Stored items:
____________
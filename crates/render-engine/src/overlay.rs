//! The static overlay drawn over every output: watermark strip, logo, and
//! the headline on per-line panels.
//!
//! The overlay is rendered once into a transparent layer the size of the
//! output canvas and alpha-composited onto the base image (or onto every
//! video frame).

use image::imageops::{self, FilterType};
use image::{Rgba, RgbaImage};
use imageproc::drawing::draw_filled_rect_mut;
use imageproc::rect::Rect;
use newsframe_common::config::{BrandConfig, LogoAnchor};
use newsframe_common::error::NewsframeResult;
use newsframe_model::geometry::{PixelRect, Size};
use newsframe_model::request::RenderMode;
use newsframe_model::style::{Color, Palette};
use newsframe_processing_core::text_layout::{
    FontMetrics, LayoutConfig, TextLayout, TextLayoutEngine,
};

use crate::fonts::FontSet;

/// Size-dependent overlay measurements for one canvas.
#[derive(Debug, Clone, Copy, PartialEq)]
pub struct OverlayMetrics {
    /// Headline font size in pixels.
    pub font_px: f32,

    /// Watermark font size in pixels.
    pub watermark_px: f32,

    /// Width of the watermark strip along the left edge.
    pub bar_width: u32,

    /// Width the headline is centered in, right of the strip.
    pub text_area_width: u32,
}

impl OverlayMetrics {
    pub fn for_canvas(canvas: Size, mode: RenderMode) -> Self {
        let (w, h) = (canvas.width as f64, canvas.height as f64);
        let (font_factor, watermark_factor, bar_factor, text_margin) = match mode {
            RenderMode::Horizontal => (0.06, 0.03, 0.07, 20),
            RenderMode::Instagram | RenderMode::Video => (0.038, 0.022, 0.05, 10),
        };
        let bar_width = (w * bar_factor).floor() as u32;
        Self {
            font_px: (h * font_factor).floor().max(12.0) as f32,
            watermark_px: (h * watermark_factor).floor().max(8.0) as f32,
            bar_width,
            text_area_width: canvas
                .width
                .saturating_sub(bar_width)
                .saturating_sub(text_margin)
                .max(1),
        }
    }
}

/// A rendered overlay layer.
#[derive(Debug, Clone)]
pub struct Overlay {
    /// Transparent RGBA layer with the canvas size.
    pub layer: RgbaImage,

    pub metrics: OverlayMetrics,

    pub layout: TextLayout,

    /// One panel per layout line, top to bottom.
    pub panels: Vec<PixelRect>,
}

impl Overlay {
    /// Alpha-composite the layer onto `base` at the origin.
    pub fn apply(&self, base: &mut RgbaImage) {
        imageops::overlay(base, &self.layer, 0, 0);
    }

    /// Top edge of the headline band.
    pub fn band_top(&self) -> Option<u32> {
        self.panels.first().map(|panel| panel.y)
    }
}

/// Draws overlays with the brand style.
pub struct OverlayRenderer<'a> {
    fonts: &'a FontSet,
    brand: &'a BrandConfig,
}

impl<'a> OverlayRenderer<'a> {
    pub fn new(fonts: &'a FontSet, brand: &'a BrandConfig) -> Self {
        Self { fonts, brand }
    }

    /// Render the overlay for a `canvas`-sized output.
    ///
    /// Layout runs first so a missing highlight fails before any drawing.
    pub fn render(
        &self,
        canvas: Size,
        mode: RenderMode,
        headline: &str,
        highlight: &str,
        logo: Option<&RgbaImage>,
    ) -> NewsframeResult<Overlay> {
        let metrics = OverlayMetrics::for_canvas(canvas, mode);
        let faces = self.fonts.at_size(metrics.font_px);
        let pad_x = self.brand.panel_padding_x as f32;
        let pad_y = self.brand.panel_padding_y as f32;

        // Panels are stacked with padding on both sides of every line, so
        // the gap between line boxes includes both paddings.
        let layout_config = LayoutConfig {
            line_spacing: self.brand.line_spacing as f32 + 2.0 * pad_y,
            palette: Palette {
                text: Color::from(self.brand.text_color),
                highlight: Color::from(self.brand.highlight_color),
            },
            ..LayoutConfig::default()
        };
        let layout = TextLayoutEngine::new(&faces.regular, &faces.bold)
            .with_config(layout_config)
            .layout(headline, highlight, metrics.text_area_width as f32)?;

        let mut layer = RgbaImage::new(canvas.width, canvas.height);
        self.draw_watermark(&mut layer, &metrics);
        if let Some(logo) = logo {
            self.draw_logo(&mut layer, logo, &metrics);
        }

        let band_height = layout.total_height() + 2.0 * pad_y;
        let band_top =
            canvas.height as f32 - band_height - self.brand.bottom_margin as f32;
        let panel_color: Rgba<u8> = Color::from(self.brand.panel_color).into();

        let mut panels = Vec::with_capacity(layout.lines.len());
        for line in &layout.lines {
            if line.is_empty() {
                continue;
            }
            let panel_x = metrics.bar_width as f32 + line.x_offset - pad_x;
            let panel_y = band_top + line.top;
            let panel_w = line.width + 2.0 * pad_x;
            let panel_h = layout.line_height + 2.0 * pad_y;

            let rect = Rect::at(panel_x.round() as i32, panel_y.round() as i32)
                .of_size(panel_w.round().max(1.0) as u32, panel_h.round().max(1.0) as u32);
            draw_filled_rect_mut(&mut layer, rect, panel_color);
            panels.push(clip_rect(rect, canvas));

            for segment in &line.segments {
                let face = if segment.bold { &faces.bold } else { &faces.regular };
                let x = metrics.bar_width as f32 + line.x_offset + segment.x;
                let baseline = band_top + pad_y + layout.segment_baseline(line, segment);
                face.draw_text(&mut layer, &segment.text, x, baseline, segment.color.into());
            }
        }

        tracing::debug!(
            mode = %mode,
            canvas = %canvas,
            font_px = metrics.font_px,
            lines = layout.lines.len(),
            "Overlay rendered"
        );

        Ok(Overlay {
            layer,
            metrics,
            layout,
            panels,
        })
    }

    /// Repeated brand text running up the left edge.
    fn draw_watermark(&self, layer: &mut RgbaImage, metrics: &OverlayMetrics) {
        let text = self.brand.watermark_text.trim();
        if text.is_empty() || metrics.bar_width == 0 {
            return;
        }
        let face = self.fonts.at_size(metrics.watermark_px).regular;

        let phrase = format!("{text}   ");
        let phrase_width = face.run_width(&phrase).max(1.0);
        let repeats = (layer.height() as f32 / phrase_width) as usize + 3;
        let strip_text = phrase.repeat(repeats);

        // Drawn horizontally along the canvas height, then turned a quarter
        // counter-clockwise so it reads bottom to top.
        let mut strip = RgbaImage::new(layer.height(), metrics.bar_width);
        let glyph_height = face.ascent() - face.descent();
        let baseline = (metrics.bar_width as f32 - glyph_height) / 2.0 + face.ascent();
        let color: Rgba<u8> = Color::from(self.brand.watermark_color).into();
        face.draw_text(&mut strip, &strip_text, 0.0, baseline, color);

        let vertical = imageops::rotate270(&strip);
        imageops::overlay(layer, &vertical, 0, 0);
    }

    fn draw_logo(&self, layer: &mut RgbaImage, logo: &RgbaImage, metrics: &OverlayMetrics) {
        if logo.width() == 0 || logo.height() == 0 {
            return;
        }
        let logo_w = (layer.width() as f64 * self.brand.logo_scale).floor() as u32;
        let logo_h = (logo_w as f64 * logo.height() as f64 / logo.width() as f64).floor() as u32;
        if logo_w == 0 || logo_h == 0 {
            tracing::warn!(logo_w, logo_h, "Logo scales to nothing, skipping");
            return;
        }

        let resized = imageops::resize(logo, logo_w, logo_h, FilterType::Lanczos3);
        let margin = self.brand.logo_margin_px as i64;
        let x = match self.brand.logo_anchor {
            LogoAnchor::TopRight => layer.width() as i64 - logo_w as i64 - margin,
            LogoAnchor::TopLeft => metrics.bar_width as i64 + margin,
        };
        imageops::overlay(layer, &resized, x, margin);
    }
}

fn clip_rect(rect: Rect, canvas: Size) -> PixelRect {
    let x0 = rect.left().clamp(0, canvas.width as i32) as u32;
    let y0 = rect.top().clamp(0, canvas.height as i32) as u32;
    let x1 = (rect.right() + 1).clamp(0, canvas.width as i32) as u32;
    let y1 = (rect.bottom() + 1).clamp(0, canvas.height as i32) as u32;
    PixelRect {
        x: x0,
        y: y0,
        width: x1.saturating_sub(x0),
        height: y1.saturating_sub(y0),
    }
}

#[cfg(test)]
mod tests {
    use super::*;
    use newsframe_common::error::NewsframeError;

    fn brand() -> BrandConfig {
        BrandConfig::default()
    }

    #[test]
    fn test_metrics_per_mode() {
        let horizontal = OverlayMetrics::for_canvas(Size::new(1200, 800), RenderMode::Horizontal);
        assert_eq!(horizontal.font_px, 48.0);
        assert_eq!(horizontal.bar_width, 84);
        assert_eq!(horizontal.text_area_width, 1200 - 84 - 20);

        let insta = OverlayMetrics::for_canvas(Size::new(1080, 1350), RenderMode::Instagram);
        assert_eq!(insta.font_px, 51.0);
        assert_eq!(insta.bar_width, 54);
        assert_eq!(insta.text_area_width, 1080 - 54 - 10);

        let tiny = OverlayMetrics::for_canvas(Size::new(50, 50), RenderMode::Video);
        assert_eq!(tiny.font_px, 12.0);
        assert_eq!(tiny.watermark_px, 8.0);
    }

    #[test]
    fn test_panels_sit_in_lower_band_right_of_strip() {
        let fonts = FontSet::builtin();
        let brand = brand();
        let canvas = Size::new(1080, 1350);
        let overlay = OverlayRenderer::new(&fonts, &brand)
            .render(
                canvas,
                RenderMode::Instagram,
                "Alerta en Argentina por brote de sarampión en varias provincias del norte",
                "Argentina",
                None,
            )
            .unwrap();

        assert!(overlay.layout.lines.len() > 1);
        assert_eq!(overlay.panels.len(), overlay.layout.lines.len());
        let last = overlay.panels.last().unwrap();
        assert!(last.y + last.height <= canvas.height - brand.bottom_margin + 1);
        assert!(overlay.band_top().unwrap() > canvas.height / 2);
        for panel in &overlay.panels {
            assert!(panel.x >= overlay.metrics.bar_width - brand.panel_padding_x);
        }
        // Panels stack downward without overlapping.
        for pair in overlay.panels.windows(2) {
            assert!(pair[1].y >= pair[0].y + pair[0].height);
        }
    }

    #[test]
    fn test_layer_is_transparent_outside_drawn_areas() {
        let fonts = FontSet::builtin();
        let brand = brand();
        let overlay = OverlayRenderer::new(&fonts, &brand)
            .render(Size::new(800, 600), RenderMode::Horizontal, "Hola", "", None)
            .unwrap();
        // Center of the canvas, above the band and right of the strip.
        assert_eq!(overlay.layer.get_pixel(400, 100)[3], 0);
        // The panel is opaque-ish white.
        let panel = overlay.panels[0];
        let p = overlay.layer.get_pixel(panel.x + 2, panel.y + 2);
        assert_eq!(p[3], 230);
    }

    #[test]
    fn test_watermark_marks_strip() {
        let fonts = FontSet::builtin();
        let brand = brand();
        let overlay = OverlayRenderer::new(&fonts, &brand)
            .render(Size::new(800, 600), RenderMode::Horizontal, "Hola", "", None)
            .unwrap();
        let bar = overlay.metrics.bar_width;
        let strip_alpha = (0..600)
            .flat_map(|y| (0..bar).map(move |x| (x, y)))
            .filter(|&(x, y)| overlay.layer.get_pixel(x, y)[3] > 0)
            .count();
        assert!(strip_alpha > 0);
    }

    #[test]
    fn test_logo_top_right() {
        let fonts = FontSet::builtin();
        let brand = brand();
        let logo = RgbaImage::from_pixel(200, 100, Rgba([255, 0, 0, 255]));
        let overlay = OverlayRenderer::new(&fonts, &brand)
            .render(Size::new(1000, 800), RenderMode::Horizontal, "Hola", "", Some(&logo))
            .unwrap();
        // 10% of the width, aspect kept: 100x50 at (890, 10).
        let inside = overlay.layer.get_pixel(940, 35);
        assert!(inside[0] > 250 && inside[1] < 5 && inside[3] > 250);
        assert_eq!(overlay.layer.get_pixel(880, 35)[3], 0);
    }

    #[test]
    fn test_missing_highlight_fails_before_drawing() {
        let fonts = FontSet::builtin();
        let brand = brand();
        let err = OverlayRenderer::new(&fonts, &brand)
            .render(Size::new(800, 600), RenderMode::Horizontal, "Hola", "Chao", None)
            .unwrap_err();
        assert!(matches!(err, NewsframeError::Layout { .. }));
    }
}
____________
Work out how many lines of the records contain the word "Some", and give only that number.

__RESPONSE AREA__.
2